What needs to be done >> Once you have counted the lines below that contain "PathBuf", give that number and nothing else.

**** Listed entries

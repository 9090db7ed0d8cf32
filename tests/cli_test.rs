//! CLI tests for the quota-relay binary

use assert_cmd::Command;
use predicates::prelude::*;
use quota_relay::config::Config;
use std::path::PathBuf;
use tempfile::TempDir;

fn write_config(temp_dir: &TempDir) -> PathBuf {
    let path = temp_dir.path().join("config.toml");
    Config::for_test(temp_dir.path()).save(&path).unwrap();
    path
}

fn relay(config: &PathBuf) -> Command {
    let mut cmd = Command::cargo_bin("quota-relay").unwrap();
    cmd.arg("--config").arg(config);
    cmd
}

#[test]
fn test_help_lists_subcommands() {
    Command::cargo_bin("quota-relay")
        .unwrap()
        .arg("--help")
        .assert()
        .success()
        .stdout(predicate::str::contains("serve"))
        .stdout(predicate::str::contains("quota"));
}

#[test]
fn test_quota_credit_show_reset() {
    let temp_dir = TempDir::new().unwrap();
    let config = write_config(&temp_dir);

    relay(&config)
        .args(["quota", "show", "alice"])
        .assert()
        .success()
        .stdout(predicate::str::contains("No quota records for alice"));

    relay(&config)
        .args(["quota", "credit", "alice", "3"])
        .assert()
        .success()
        .stdout(predicate::str::contains("alice now has 3 request(s)"));

    relay(&config)
        .args(["quota", "credit", "alice", "2"])
        .assert()
        .success()
        .stdout(predicate::str::contains("alice now has 5 request(s)"));

    relay(&config)
        .args(["quota", "show", "alice"])
        .assert()
        .success()
        .stdout(predicate::str::contains("5 (today)"));

    relay(&config)
        .args(["quota", "reset", "alice"])
        .assert()
        .success()
        .stdout(predicate::str::contains("Removed 1 record(s) for alice"));
}

#[test]
fn test_config_init_and_show() {
    let temp_dir = TempDir::new().unwrap();
    let path = temp_dir.path().join("sub/config.toml");

    relay(&path)
        .args(["config", "init"])
        .assert()
        .success()
        .stdout(predicate::str::contains("Wrote"));
    assert!(path.exists());

    relay(&path)
        .args(["config", "init"])
        .assert()
        .success()
        .stdout(predicate::str::contains("already exists"));

    relay(&path)
        .args(["config", "show"])
        .assert()
        .success()
        .stdout(predicate::str::contains("max_chunk_size = 500"));
}

#[test]
fn test_invalid_config_fails() {
    let temp_dir = TempDir::new().unwrap();
    let path = temp_dir.path().join("config.toml");
    std::fs::write(&path, "max_chunk_size = 0\n").unwrap();

    relay(&path)
        .args(["quota", "show", "alice"])
        .assert()
        .failure()
        .stderr(predicate::str::contains("max_chunk_size"));
}

#[test]
fn test_serve_with_closed_stdin_exits_cleanly() {
    let temp_dir = TempDir::new().unwrap();
    let config = write_config(&temp_dir);

    relay(&config)
        .args(["serve", "--no-self-test"])
        .write_stdin("")
        .assert()
        .success()
        .stdout(predicate::str::is_empty());
}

********

Result for this task >> 3